1400 songs, 6.5 gigs, 4 days playtime…..
Signature
—
Jona computer without windows is like a cake without ketchup.
-
Sigmascape
- [ Ignore ]
Re: MP3’s
[quote author=“jstanard”]Well, I just broke 4 days of straight play time in my MP3’s. I’ve only ripped about half my cd’s too (or maybe less). MP3’s really make you realize how much music you have….
1400 songs, 6.5 gigs, 4 days playtime…..
It took me forever to rip my collection. I am glad it is over. I also ripped mine in different ways, some MP3 at 128, some at 256, and some using the Ogg Vorbis format. I even have some wav files.
Mitch
Signature
Hmmm… software.
-
Converting CDs to MP3 is a daunting task for me. I get restless trying to do it sometimes. about 200 CDs were stolen out of my car in september and I freaked out about it (as I should have) and started ripping everything. Including my live shows that I have and the cds i have ripped and the ones from emusic.com, I have something like 28.8 gigs of music. It’s something like 24,000 minutes of music (?16+ days worth of non repeatable music!). It just keeps going up. I’m a music junkie, and I went out and bought a 60 gig la cie firewire drive just for music. But now I have a backup and i barely listen to cds anymore.
-
It took me about two weeks of evenings to do mine—getting a machine with OS X was the deciding factor.
iTunes’ rip speed in OS 9 drops so drastically when iTunes is in the background, you really can’t use the computer for much else while you’re doing it (unless you want the process to take a year). With OS X, foreground, background, doesn’t matter! I was able to do real work on the computer while iTunes chugged away, swapping CDs every few minutes.
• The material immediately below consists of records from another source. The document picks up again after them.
//! Newtype domain identifiers.
//!
//! Content on the site is addressed as `<category>/<collection>/<file>.md`
//! (for example `animals/cats/sleepy-tabby.md`). Each path segment that
//! callers pass around gets its own newtype so a [`Category`] can never be
//! handed to a function expecting a [`CollectionName`].

use serde::{Deserialize, Serialize};
use uuid::Uuid;

// ---------------------------------------------------------------------------
// Macro for String-wrapped newtypes.
// Generates: struct, new() returning Option<Self>, as_str(), Display.
// ---------------------------------------------------------------------------
macro_rules! string_id {
    (
        $(#[$attr:meta])*
        $name:ident
    ) => {
        $(#[$attr])*
        #[derive(Debug, Clone, PartialEq, Eq, Hash, Serialize, Deserialize)]
        pub struct $name(String);

        impl $name {
            /// Creates a new identifier, returning `None` if the value is blank.
            pub fn new(value: impl Into<String>) -> Option<Self> {
                let v = value.into();
                if v.trim().is_empty() { None } else { Some(Self(v)) }
            }

            /// Returns the identifier as a string slice.
            pub fn as_str(&self) -> &str {
                &self.0
            }
        }

        impl std::fmt::Display for $name {
            fn fmt(&self, f: &mut std::fmt::Formatter<'_>) -> std::fmt::Result {
                write!(f, "{}", self.0)
            }
        }
    };
}

// ---------------------------------------------------------------------------
// Identifiers: content addressing
// ---------------------------------------------------------------------------

string_id! {
    /// Top-level content section (e.g. `"animals"`).
    ///
    /// Corresponds to a directory directly under the content root that holds
    /// an `_index.md`.
    Category
}

string_id! {
    /// A collection of coloring pages inside a [`Category`] (e.g. `"cats"`).
    ///
    /// Also used as the fallback review subject when a page's frontmatter
    /// does not name one.
    CollectionName
}

string_id! {
    /// Vision model identifier as understood by the provider
    /// (e.g. `"gemini-2.5-flash"`).
    ModelName
}

// ---------------------------------------------------------------------------
// Identifiers: UUID-backed (internally generated)
// ---------------------------------------------------------------------------

/// Identifies a single batch review run.
///
/// Generated fresh for every batch; recorded in the batch report and in the
/// tracing span so all per-item activity from one run can be correlated.
#[derive(Debug, Clone, Copy, PartialEq, Eq, Hash, Serialize, Deserialize)]
pub struct BatchRunId(Uuid);

impl BatchRunId {
    /// Generates a new random run identifier.
    pub fn new_random() -> Self {
        Self(Uuid::new_v4())
    }
}

impl std::fmt::Display for BatchRunId {
    fn fmt(&self, f: &mut std::fmt::Formatter<'_>) -> std::fmt::Result {
        write!(f, "{}", self.0)
    }
}
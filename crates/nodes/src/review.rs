//! SEO review of one coloring page image.
//!
//! [`SeoReviewer::review`] downloads the image, renders the prompt, and asks
//! the vision model for metadata. The answer is parsed, auto-fixed and
//! validated by [`pipeline::seo`].
//!
//! If that attempt fails for any reason other than the image download, the
//! model is asked exactly once more with a corrective instruction that echoes
//! the failure. The second failure, if any, goes to the caller as-is.
//!
//! The reviewer writes nothing and holds no state between calls.

use pipeline::prompt::with_correction;
use pipeline::seo::{extract_json_object, finalize};
use pipeline::{
    ImageSource, InlineImage, PromptTemplate, ReviewError, ReviewInput, SeoFields, VisionModel,
};
use tracing::{debug, info, instrument, warn};

/// Produces validated [`SeoFields`] for page images.
#[derive(Debug, Clone)]
pub struct SeoReviewer<S, M> {
    images: S,
    model: M,
    template: PromptTemplate,
}

impl<S: ImageSource, M: VisionModel> SeoReviewer<S, M> {
    /// Creates a reviewer using the built-in prompt template.
    pub fn new(images: S, model: M) -> Self {
        Self {
            images,
            model,
            template: PromptTemplate::builtin(),
        }
    }

    /// Replaces the prompt template.
    pub fn with_template(mut self, template: PromptTemplate) -> Self {
        self.template = template;
        self
    }

    /// The vision model in use.
    pub fn model(&self) -> &M {
        &self.model
    }

    /// Reviews one image.
    #[instrument(skip_all, fields(subject = %input.subject, image_url = %input.image_url))]
    pub async fn review(&self, input: &ReviewInput) -> Result<SeoFields, ReviewError> {
        let image = self.images.fetch(&input.image_url).await?;
        debug!(mime_type = %image.mime_type, bytes = image.bytes.len(), "image fetched");

        let prompt = self.template.render(input);
        match self.attempt(&prompt, &image).await {
            Ok(fields) => Ok(fields),
            Err(err) if err.is_correctable() => {
                warn!(error = %err, "review attempt rejected; re-prompting once");
                let corrected = with_correction(&prompt, &err.to_string());
                let fields = self.attempt(&corrected, &image).await?;
                info!("review succeeded after corrective re-prompt");
                Ok(fields)
            }
            Err(err) => Err(err),
        }
    }

    async fn attempt(&self, prompt: &str, image: &InlineImage) -> Result<SeoFields, ReviewError> {
        let text = self.model.describe(prompt, image).await?;
        debug!(length = text.len(), "model response received");
        let raw = extract_json_object(&text)?;
        Ok(finalize(&raw)?)
    }
}
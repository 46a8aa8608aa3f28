//! PaperPause CLI entry point.
//!
//! This binary is the composition root for the review pipeline:
//!
//! 1. **Parse arguments and configuration.** Arguments come from `clap`.
//!    Configuration layers defaults, `.paperpause/config.toml` and
//!    `PAPERPAUSE__*` variables (see [`crate::config`]).
//! 2. **Wire observability.** A `tracing-subscriber` registry with an
//!    env filter, a pretty or JSON console layer, and an optional OTLP
//!    exporter (see [`crate::telemetry`]).
//! 3. **Construct infrastructure.** The Gemini client behind a retrying
//!    `ModelGateway`, the HTTP image source, the file-system content store,
//!    and the shared concurrency limiter, injected into the reviewer.
//! 4. **Run the command.** `review-one` or `review-batch`.
//!
//! Exit status is 0 on success and 1 when the review (or any batch item)
//! failed. Usage errors exit with 2.

use std::path::PathBuf;
use std::process::ExitCode;

use clap::{Parser, Subcommand};
use tracing::error;

mod commands;
mod config;
mod telemetry;

use crate::commands::{ReviewBatchArgs, ReviewOneArgs, Services};
use crate::config::AppConfig;
use crate::telemetry::LogFormat;

#[derive(Debug, Parser)]
#[command(name = "paperpause", version, about = "SEO review for coloring pages")]
struct Cli {
    /// Configuration file (default: .paperpause/config.toml if present).
    #[arg(long, global = true)]
    config: Option<PathBuf>,

    /// Console log format.
    #[arg(long, value_enum, default_value_t = LogFormat::Pretty, global = true)]
    log_format: LogFormat,

    #[command(subcommand)]
    command: Command,
}

#[derive(Debug, Subcommand)]
enum Command {
    /// Review one page and print the proposed SEO fields.
    ReviewOne(ReviewOneArgs),
    /// Review every page of a collection, or those named in a manifest.
    ReviewBatch(ReviewBatchArgs),
}

#[tokio::main]
async fn main() -> ExitCode {
    let cli = Cli::parse();

    let config = match AppConfig::load(cli.config.as_deref()) {
        Ok(config) => config,
        Err(err) => {
            eprintln!("configuration error: {err}");
            return ExitCode::FAILURE;
        }
    };

    let telemetry = match telemetry::init(cli.log_format, config.otlp_endpoint().as_deref()) {
        Ok(guard) => guard,
        Err(err) => {
            eprintln!("failed to initialise telemetry: {err:#}");
            return ExitCode::FAILURE;
        }
    };

    let code = match run(cli.command, &config).await {
        Ok(code) => code,
        Err(err) => {
            error!(error = ?err, "command failed");
            eprintln!("{err:#}");
            ExitCode::FAILURE
        }
    };

    telemetry.shutdown();
    code
}

async fn run(command: Command, config: &AppConfig) -> anyhow::Result<ExitCode> {
    let services = Services::build(config).await?;
    match command {
        Command::ReviewOne(args) => commands::review_one(&services, &args).await,
        Command::ReviewBatch(args) => commands::review_collection(&services, &args).await,
    }
}
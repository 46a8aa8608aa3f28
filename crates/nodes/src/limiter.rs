//! Concurrency and rate throttle with FIFO admission.
//!
//! A [`ConcurrencyLimiter`] admits at most `max_concurrent` tasks at once.
//! Callers beyond that wait in a queue and are admitted strictly in arrival
//! order. After a task finishes, successfully or not, its slot stays held for
//! `min_spacing` before being handed to the next waiter. This throttles the
//! call *rate* as well as the parallelism.
//!
//! Freed slots are handed directly to the head of the queue rather than
//! returned to a pool, so a late arrival can never overtake a waiter.
//!
//! Neither waiting nor running has a timeout. Dropping the future returned by
//! [`ConcurrencyLimiter::run`] is the only way to give up; the limiter's
//! bookkeeping survives that at any point.

use std::collections::VecDeque;
use std::future::Future;
use std::sync::{Mutex, MutexGuard, PoisonError};
use std::time::Duration;

use pipeline::PolicyError;
use serde::{Deserialize, Serialize};
use tokio::sync::oneshot;
use tracing::trace;

/// Snapshot of a limiter's bounds and load.
#[derive(Debug, Clone, Copy, PartialEq, Eq, Serialize)]
pub struct LimiterStatus {
    /// Slots currently held, including slots in their post-task spacing.
    pub running: usize,
    /// Callers waiting for a slot.
    pub queued: usize,
    /// Configured slot count.
    pub max_concurrent: usize,
    /// Configured post-task spacing, in milliseconds.
    pub min_spacing_ms: u64,
}

/// Serialisable form of the limiter bounds as they appear in configuration.
#[derive(Debug, Clone, Deserialize)]
pub struct LimiterSettings {
    /// Maximum simultaneously admitted tasks.
    pub max_concurrent: usize,
    /// Delay after each task before its slot is released, in milliseconds.
    pub min_spacing_ms: u64,
}

struct Waiter {
    id: u64,
    wake: oneshot::Sender<()>,
}

#[derive(Default)]
struct LimiterState {
    running: usize,
    waiters: VecDeque<Waiter>,
    next_waiter_id: u64,
}

impl LimiterState {
    /// Passes a freed slot to the oldest live waiter, or returns it.
    fn release_slot(&mut self) {
        while let Some(waiter) = self.waiters.pop_front() {
            if waiter.wake.send(()).is_ok() {
                return;
            }
        }
        self.running -= 1;
    }
}

/// Bounds simultaneous tasks and spaces out their completions.
pub struct ConcurrencyLimiter {
    max_concurrent: usize,
    min_spacing: Duration,
    state: Mutex<LimiterState>,
}

impl ConcurrencyLimiter {
    /// Creates a limiter. `max_concurrent` must be at least 1.
    pub fn new(max_concurrent: usize, min_spacing: Duration) -> Result<Self, PolicyError> {
        if max_concurrent == 0 {
            return Err(PolicyError::ZeroConcurrency);
        }
        Ok(Self {
            max_concurrent,
            min_spacing,
            state: Mutex::new(LimiterState::default()),
        })
    }

    /// Runs `task` once a slot is free and returns its output unchanged.
    ///
    /// The slot is released `min_spacing` after `task` completes, or
    /// immediately if this future is dropped.
    pub async fn run<F>(&self, task: F) -> F::Output
    where
        F: Future,
    {
        let _slot = self.acquire().await;
        let output = task.await;
        if !self.min_spacing.is_zero() {
            tokio::time::sleep(self.min_spacing).await;
        }
        output
    }

    /// Current load.
    pub fn status(&self) -> LimiterStatus {
        let state = self.lock();
        LimiterStatus {
            running: state.running,
            queued: state.waiters.len(),
            max_concurrent: self.max_concurrent,
            min_spacing_ms: self.min_spacing.as_millis() as u64,
        }
    }

    async fn acquire(&self) -> Slot<'_> {
        let mut queued = {
            let mut state = self.lock();
            if state.running < self.max_concurrent && state.waiters.is_empty() {
                state.running += 1;
                return Slot { limiter: self };
            }

            let (wake, rx) = oneshot::channel();
            let id = state.next_waiter_id;
            state.next_waiter_id += 1;
            state.waiters.push_back(Waiter { id, wake });
            trace!(id, queued = state.waiters.len(), "waiting for limiter slot");
            Queued {
                limiter: self,
                id,
                rx,
                admitted: false,
            }
        };

        // A queued sender is only ever consumed by a hand-off, and `Queued`
        // leaves the queue before its receiver drops, so this resolves Ok.
        let _ = (&mut queued.rx).await;
        queued.admitted = true;
        Slot { limiter: self }
    }

    fn lock(&self) -> MutexGuard<'_, LimiterState> {
        self.state.lock().unwrap_or_else(PoisonError::into_inner)
    }
}

impl TryFrom<LimiterSettings> for ConcurrencyLimiter {
    type Error = PolicyError;

    fn try_from(s: LimiterSettings) -> Result<Self, Self::Error> {
        ConcurrencyLimiter::new(s.max_concurrent, Duration::from_millis(s.min_spacing_ms))
    }
}

/// A held slot; released on drop.
struct Slot<'a> {
    limiter: &'a ConcurrencyLimiter,
}

impl Drop for Slot<'_> {
    fn drop(&mut self) {
        self.limiter.lock().release_slot();
    }
}

/// A caller parked in the wait queue.
struct Queued<'a> {
    limiter: &'a ConcurrencyLimiter,
    id: u64,
    rx: oneshot::Receiver<()>,
    admitted: bool,
}

impl Drop for Queued<'_> {
    fn drop(&mut self) {
        if self.admitted {
            return;
        }
        let mut state = self.limiter.lock();
        match state.waiters.iter().position(|w| w.id == self.id) {
            Some(pos) => {
                state.waiters.remove(pos);
            }
            // Already handed a slot that will never be used: pass it on.
            None => state.release_slot(),
        }
    }
}
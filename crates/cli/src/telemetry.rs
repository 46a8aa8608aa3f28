//! Tracing subscriber and OpenTelemetry export.
//!
//! Logs go to stderr so command output on stdout stays machine-readable.
//! `RUST_LOG` filters them (default `info`). When an OTLP endpoint is known,
//! spans are also exported over gRPC until [`TelemetryGuard::shutdown`].

use anyhow::Context;
use clap::ValueEnum;
use opentelemetry::trace::TracerProvider as _;
use opentelemetry::KeyValue;
use opentelemetry_otlp::WithExportConfig;
use opentelemetry_sdk::trace::TracerProvider;
use opentelemetry_sdk::{runtime, Resource};
use tracing_subscriber::layer::SubscriberExt;
use tracing_subscriber::util::SubscriberInitExt;
use tracing_subscriber::{fmt, EnvFilter};

const SERVICE_NAME: &str = "paperpause";

/// Console log rendering.
#[derive(Debug, Clone, Copy, PartialEq, Eq, Default, ValueEnum)]
pub enum LogFormat {
    /// Human-readable lines.
    #[default]
    Pretty,
    /// One JSON object per event.
    Json,
}

/// Keeps the span exporter alive; flush it with [`shutdown`](Self::shutdown).
#[must_use]
pub struct TelemetryGuard {
    provider: Option<TracerProvider>,
}

impl TelemetryGuard {
    /// Flushes pending spans and stops the exporter.
    pub fn shutdown(self) {
        if let Some(provider) = self.provider {
            if let Err(err) = provider.shutdown() {
                eprintln!("failed to shut down trace exporter: {err}");
            }
        }
    }
}

/// Installs the global subscriber.
pub fn init(format: LogFormat, otlp_endpoint: Option<&str>) -> anyhow::Result<TelemetryGuard> {
    let filter = EnvFilter::try_from_default_env().unwrap_or_else(|_| EnvFilter::new("info"));

    let provider = otlp_endpoint.map(tracer_provider).transpose()?;
    let otel_layer = provider
        .as_ref()
        .map(|p| tracing_opentelemetry::layer().with_tracer(p.tracer(SERVICE_NAME)));

    let json = format == LogFormat::Json;
    tracing_subscriber::registry()
        .with(filter)
        .with(json.then(|| fmt::layer().json().with_writer(std::io::stderr)))
        .with((!json).then(|| fmt::layer().with_writer(std::io::stderr)))
        .with(otel_layer)
        .try_init()
        .context("installing tracing subscriber")?;

    Ok(TelemetryGuard { provider })
}

fn tracer_provider(endpoint: &str) -> anyhow::Result<TracerProvider> {
    let exporter = opentelemetry_otlp::SpanExporter::builder()
        .with_tonic()
        .with_endpoint(endpoint)
        .build()
        .with_context(|| format!("building OTLP exporter for {endpoint}"))?;

    Ok(TracerProvider::builder()
        .with_batch_exporter(exporter, runtime::Tokio)
        .with_resource(Resource::new(vec![KeyValue::new("service.name", SERVICE_NAME)]))
        .build())
}
//! Transport-level retry around a [`VisionModel`].
//!
//! [`ModelGateway`] is itself a [`VisionModel`], so the reviewer can not
//! tell it apart from the provider it wraps. Every `describe` call runs
//! through [`crate::backoff::retry`]. This retry sits *inside* the
//! reviewer's single corrective re-prompt: one reviewer attempt may cost up
//! to `max_attempts` provider calls.

use async_trait::async_trait;
use pipeline::{InlineImage, ReviewError, VisionModel};

use crate::backoff::{retry, BackoffPolicy};

/// Wraps a model provider with exponential back-off.
#[derive(Debug, Clone)]
pub struct ModelGateway<M> {
    inner: M,
    policy: BackoffPolicy,
}

impl<M: VisionModel> ModelGateway<M> {
    /// Wraps `inner`, retrying failed calls according to `policy`.
    pub fn new(inner: M, policy: BackoffPolicy) -> Self {
        Self { inner, policy }
    }

    /// The wrapped provider.
    pub fn inner(&self) -> &M {
        &self.inner
    }
}

#[async_trait]
impl<M: VisionModel> VisionModel for ModelGateway<M> {
    async fn describe(&self, prompt: &str, image: &InlineImage) -> Result<String, ReviewError> {
        retry(&self.policy, || self.inner.describe(prompt, image)).await
    }
}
Now with QuickTime 6 and AAC, I’m giving serious thought to doing it again. I need to do some listening tests and hopefully existing iPods can be updated through firmware, but if the quality’s there, it’s back to “A” for me.
But now I have a backup and i barely listen to cds anymore.
I hear you there. I’ve got many CDs now that have never been played in an audio player. It’s weird—they get ripped to the computer (which can play audio to three rooms in the house), transferred to the iPod and then the CD goes to the shelves. I’ve been getting CDs for close to 17 years now. Still trying to wrap my head around this new situation.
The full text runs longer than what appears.